Researchers at Linköping University and KTH have now developed an organic solar cell where part of the electron transport layer connected to the cathode in the solar cell is made of what is known as kraft lignin, sourced directly from wood pulp. Although only a small part of the solar cell is currently made of lignin, the long-term goal is to build a solar cell almost entirely made from wood materials.
“We want to build efficient, reliable, cheap and environmentally friendly solar cells. This study enables us to show that this is possible and a first step towards replacing today’s oil-based materials with wood-based alternatives,” says Mats Fahlman, professor at the Laboratory of Organic Electronics (LOE) at Linköping University.
In previous studies, chemically modified wood-based materials have been used to increase reliability, or stability, in both organic solar cells and solar cells made from the crystalline material perovskite. In their recently published study, the Linköping researchers used a “raw” version of lignin, called kraft lignin, directly extracted from the wood in the paper manufacturing process. Together with KTH, they analysed which molecular composition of lignin is best suited for the purpose.
“We have created a material, or composite, from kraft lignin which is to constitute the cathode interface layer. It turned out that this made the solar cell more stable. The advantage of kraft lignin is that it has the ability to create many hydrogen bonds, which helps to stabilise the solar cell,” says Qilun Zhang, principal research engineer at LOE.

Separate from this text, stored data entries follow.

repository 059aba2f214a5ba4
pub mod account;
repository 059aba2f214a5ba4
// src/test_utils.rs
// Faux `ChainClient` en mémoire et fixtures partagées par les tests unitaires.

use crate::decoders::raydium::amm_v4::keys::{PoolInfo, PoolKeys, PoolKeysBuilder};
use crate::decoders::raydium::amm_v4::openbook_market::MarketState;
use crate::decoders::raydium::amm_v4::pool::{AmmState, RAYDIUM_AMM_V4_AUTHORITY, RAYDIUM_AMM_V4_PROGRAM_ID};
use crate::decoders::spl_token_decoders::account::decode_account;
use crate::rpc::{ChainClient, ParsedInstruction};
use anyhow::{anyhow, Result};
use async_trait::async_trait;
use bytemuck::Zeroable;
use solana_program_pack::Pack;
use solana_sdk::{
    instruction::Instruction,
    pubkey::Pubkey,
    signature::{Keypair, Signature},
    signer::Signer,
};
use spl_associated_token_account::get_associated_token_address;
use spl_token::state::{Account as SplTokenAccount, AccountState};
use std::collections::HashMap;
use std::sync::Mutex;

pub fn sample_amm_state() -> AmmState {
    let mut state = AmmState::zeroed();
    state.status = 6;
    state.nonce = 254;
    state.coin_decimals = 9;
    state.pc_decimals = 6;
    state.fees.trade_fee_numerator = 25;
    state.fees.trade_fee_denominator = 10_000;
    state.out_put.need_take_pnl_coin = 40;
    state.out_put.need_take_pnl_pc = 7;
    state.out_put.swap_coin_in_amount = u128::MAX - 3;
    state.token_coin = Pubkey::new_unique();
    state.token_pc = Pubkey::new_unique();
    state.coin_mint = Pubkey::new_unique();
    state.pc_mint = Pubkey::new_unique();
    state.lp_mint = Pubkey::new_unique();
    state.open_orders = Pubkey::new_unique();
    state.market = Pubkey::new_unique();
    state.serum_dex = Pubkey::new_unique();
    state.target_orders = Pubkey::new_unique();
    state
}

/// Un marché dont le nonce produit une adresse hors courbe pour `market_program_id`.
pub fn sample_market_state(market_program_id: &Pubkey) -> MarketState {
    let own_address = Pubkey::new_unique();
    let nonce = (0u64..=255)
        .find(|n| Pubkey::create_program_address(&[&own_address.to_bytes(), &n.to_le_bytes()], market_program_id).is_ok())
        .expect("no valid vault signer nonce");

    let mut market = MarketState::zeroed();
    market.head_padding = *b"serum";
    market.account_flags = 3;
    market.own_address = own_address;
    market.vault_signer_nonce = nonce;
    market.base_mint = Pubkey::new_unique();
    market.quote_mint = Pubkey::new_unique();
    market.base_vault = Pubkey::new_unique();
    market.quote_vault = Pubkey::new_unique();
    market.request_queue = Pubkey::new_unique();
    market.event_queue = Pubkey::new_unique();
    market.bids = Pubkey::new_unique();
    market.asks = Pubkey::new_unique();
    market.base_lot_size = 1_000;
    market.quote_lot_size = 10;
    market.tail_padding = *b"padding";
    market
}

pub fn token_account_bytes(mint: &Pubkey, owner: &Pubkey, amount: u64) -> Vec<u8> {
    let account = SplTokenAccount {
        mint: *mint,
        owner: *owner,
        amount,
        state: AccountState::Initialized,
        ..SplTokenAccount::default()
    };
    let mut data = vec![0u8; SplTokenAccount::LEN];
    SplTokenAccount::pack(account, &mut data).expect("pack token account");
    data
}

pub fn sample_pool_keys(base_mint: Pubkey, quote_mint: Pubkey) -> PoolKeys {
    PoolKeysBuilder::new()
        .id(Pubkey::new_unique())
        .program_id(RAYDIUM_AMM_V4_PROGRAM_ID)
        .authority(RAYDIUM_AMM_V4_AUTHORITY)
        .base_mint(base_mint)
        .quote_mint(quote_mint)
        .base_decimals(6)
        .quote_decimals(9)
        .lp_mint(Pubkey::new_unique())
        .base_vault(Pubkey::new_unique())
        .quote_vault(Pubkey::new_unique())
        .open_orders(Pubkey::new_unique())
        .target_orders(Pubkey::new_unique())
        .market_program_id(Pubkey::new_unique())
        .market_id(Pubkey::new_unique())
        .market_bids(Pubkey::new_unique())
        .market_asks(Pubkey::new_unique())
        .market_event_queue(Pubkey::new_unique())
        .market_base_vault(Pubkey::new_unique())
        .market_quote_vault(Pubkey::new_unique())
        .market_authority(Pubkey::new_unique())
        .build()
        .expect("complete pool keys")
}

pub fn sample_pool_info() -> PoolInfo {
    PoolInfo { base_reserve: 1_000_000, quote_reserve: 500_000, base_decimals: 6, quote_decimals: 9 }
}

/// Chaîne en mémoire. Enregistre les transactions envoyées et les ATA créées.
#[derive(Default)]
pub struct FakeChain {
    accounts: Mutex<HashMap<Pubkey, Vec<u8>>>,
    transactions: Mutex<HashMap<Signature, Vec<ParsedInstruction>>>,
    sent: Mutex<Vec<Vec<Instruction>>>,
    created_atas: Mutex<Vec<Pubkey>>,
    failing_sends: Mutex<u32>,
    signature_counter: Mutex<u8>,
}

impl FakeChain {
    pub fn new() -> Self {
        Self::default()
    }

    pub fn put_account(&self, address: Pubkey, data: Vec<u8>) {
        self.accounts.lock().unwrap().insert(address, data);
    }

    pub fn account(&self, address: &Pubkey) -> Option<Vec<u8>> {
        self.accounts.lock().unwrap().get(address).cloned()
    }

    pub fn put_transaction(&self, signature: Signature, instructions: Vec<ParsedInstruction>) {
        self.transactions.lock().unwrap().insert(signature, instructions);
    }

    pub fn fail_next_sends(&self, count: u32) {
        *self.failing_sends.lock().unwrap() = count;
    }

    pub fn sent(&self) -> Vec<Vec<Instruction>> {
        self.sent.lock().unwrap().clone()
    }

    pub fn created_atas(&self) -> Vec<Pubkey> {
        self.created_atas.lock().unwrap().clone()
    }
}

#[async_trait]
impl ChainClient for FakeChain {
    async fn get_account_data(&self, address: &Pubkey) -> Result<Option<Vec<u8>>> {
        Ok(self.account(address))
    }

    async fn get_transaction_instructions(&self, signature: &Signature) -> Result<Option<Vec<ParsedInstruction>>> {
        Ok(self.transactions.lock().unwrap().get(signature).cloned())
    }

    async fn sign_and_send(&self, instructions: &[Instruction], _payer: &Keypair) -> Result<Signature> {
        {
            let mut failing = self.failing_sends.lock().unwrap();
            if *failing > 0 {
                *failing -= 1;
                return Err(anyhow!("Transaction simulation failed: slippage exceeded"));
            }
        }
        self.sent.lock().unwrap().push(instructions.to_vec());
        let mut counter = self.signature_counter.lock().unwrap();
        *counter = counter.wrapping_add(1);
        Ok(Signature::from([*counter; 64]))
    }

    async fn get_or_create_associated_account(&self, payer: &Keypair, mint: &Pubkey) -> Result<Pubkey> {
        let ata = get_associated_token_address(&payer.pubkey(), mint);
        let mut accounts = self.accounts.lock().unwrap();
        if !accounts.contains_key(&ata) {
            accounts.insert(ata, token_account_bytes(mint, &payer.pubkey(), 0));
            self.created_atas.lock().unwrap().push(ata);
        }
        Ok(ata)
    }

    async fn get_token_balance(&self, token_account: &Pubkey) -> Result<u64> {
        let data = self.account(token_account).ok_or_else(|| anyhow!("token account {} not found", token_account))?;
        Ok(decode_account(&data)?.amount)
    }
}
// src/rpc/mod.rs

pub mod resilient_client;

pub use resilient_client::ResilientRpcClient;

use anyhow::Result;
use async_trait::async_trait;
use solana_sdk::{
    instruction::Instruction,
    pubkey::Pubkey,
    signature::{Keypair, Signature},
};

/// Une instruction de haut niveau d'une transaction confirmée : le programme appelé et ses comptes, dans l'ordre.
#[derive(Debug, Clone, PartialEq)]
pub struct ParsedInstruction {
    pub program_id: Pubkey,
    pub accounts: Vec<Pubkey>,
}

/// Tout ce dont le pipeline a besoin de la chaîne.
///
/// `ResilientRpcClient` est l'implémentation réelle ; les tests utilisent un faux en mémoire.
#[async_trait]
pub trait ChainClient: Send + Sync {
    /// Données brutes d'un compte, `None` s'il n'existe pas (encore).
    async fn get_account_data(&self, address: &Pubkey) -> Result<Option<Vec<u8>>>;

    /// Instructions de haut niveau d'une transaction confirmée, `None` si elle est introuvable.
    async fn get_transaction_instructions(&self, signature: &Signature) -> Result<Option<Vec<ParsedInstruction>>>;

    /// Signe avec `payer`, envoie et attend la confirmation. Jamais ré-essayé.
    async fn sign_and_send(&self, instructions: &[Instruction], payer: &Keypair) -> Result<Signature>;

    /// Retourne l'ATA `(payer, mint)`, en la créant on-chain si elle n'existe pas.
    async fn get_or_create_associated_account(&self, payer: &Keypair, mint: &Pubkey) -> Result<Pubkey>;

    /// Solde (unités brutes) d'un compte de token.
    async fn get_token_balance(&self, token_account: &Pubkey) -> Result<u64>;
}
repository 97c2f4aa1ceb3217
use serde::{Deserialize, Serialize};

/// Tokens scoring strictly above this are positive.
pub const POSITIVE_THRESHOLD: f64 = 0.1;
/// Tokens scoring at or below this are negative.
pub const NEGATIVE_THRESHOLD: f64 = -0.1;

/// Which bucket a token score falls into.
#[derive(Debug, Clone, Copy, PartialEq, Eq)]
pub enum TokenGroup {
    Positive,
    Negative,
    Neutral,
}

impl TokenGroup {
    /// `> 0.1` is positive, `<= -0.1` is negative, everything in between
    /// (including exactly 0.1) is neutral.
    pub fn from_score(score: f64) -> Self {
        if score > POSITIVE_THRESHOLD {
            TokenGroup::Positive
        } else if score <= NEGATIVE_THRESHOLD {
            TokenGroup::Negative
        } else {
            TokenGroup::Neutral
        }
    }
}

#[derive(Debug, Clone, PartialEq, Serialize, Deserialize)]
pub struct ScoredToken {
    pub token: String,
    pub score: f64,
}

/// Whitespace tokens of one text split into three groups, each in input order.
///
/// Neutral tokens keep no score.
#[derive(Debug, Clone, Default, PartialEq, Serialize, Deserialize)]
pub struct TokenClassification {
    pub positives: Vec<ScoredToken>,
    pub negatives: Vec<ScoredToken>,
    pub neutral: Vec<String>,
}

impl TokenClassification {
    pub fn push(&mut self, token: &str, score: f64) {
        match TokenGroup::from_score(score) {
            TokenGroup::Positive => self.positives.push(ScoredToken {
                token: token.to_string(),
                score,
            }),
            TokenGroup::Negative => self.negatives.push(ScoredToken {
                token: token.to_string(),
                score,
            }),
            TokenGroup::Neutral => self.neutral.push(token.to_string()),
        }
    }

    pub fn token_count(&self) -> usize {
        self.positives.len() + self.negatives.len() + self.neutral.len()
    }

    pub fn is_empty(&self) -> bool {
        self.token_count() == 0
    }

    pub fn counts(&self) -> SentimentCounts {
        SentimentCounts::from_classification(self)
    }
}

/// Group sizes, counted in tokens.
#[derive(Debug, Clone, Copy, Default, PartialEq, Eq, Serialize, Deserialize)]
pub struct SentimentCounts {
    pub positive: usize,
    pub negative: usize,
    pub neutral: usize,
}

impl SentimentCounts {
    pub fn from_classification(classification: &TokenClassification) -> Self {
        Self {
            positive: classification.positives.len(),
            negative: classification.negatives.len(),
            neutral: classification.neutral.len(),
        }
    }

    pub fn total(&self) -> usize {
        self.positive + self.negative + self.neutral
    }
}

/// Split `text` on whitespace and bucket each token by the score `score_token` gives it.
///
/// The first scoring error aborts the whole classification.
pub fn classify_tokens_with<F>(
    text: &str,
    mut score_token: F,
) -> anyhow::Result<TokenClassification>
where
    F: FnMut(&str) -> anyhow::Result<f64>,
{
    let mut classification = TokenClassification::default();
    for token in text.split_whitespace() {
        let score = score_token(token)?;
        tracing::trace!(token, score, "scored token");
        classification.push(token, score);
    }
    Ok(classification)
}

Organic solar cells are already in use, mainly for indoor applications. They can also replace batteries in sensors and similar low energy devices. According to Mats Fahlman, this is the first step into the market for organic solar cells. This technology can then be scaled up for larger applications such as pure energy supply. And building them from wood materials would make the entire solar cell more environmentally friendly.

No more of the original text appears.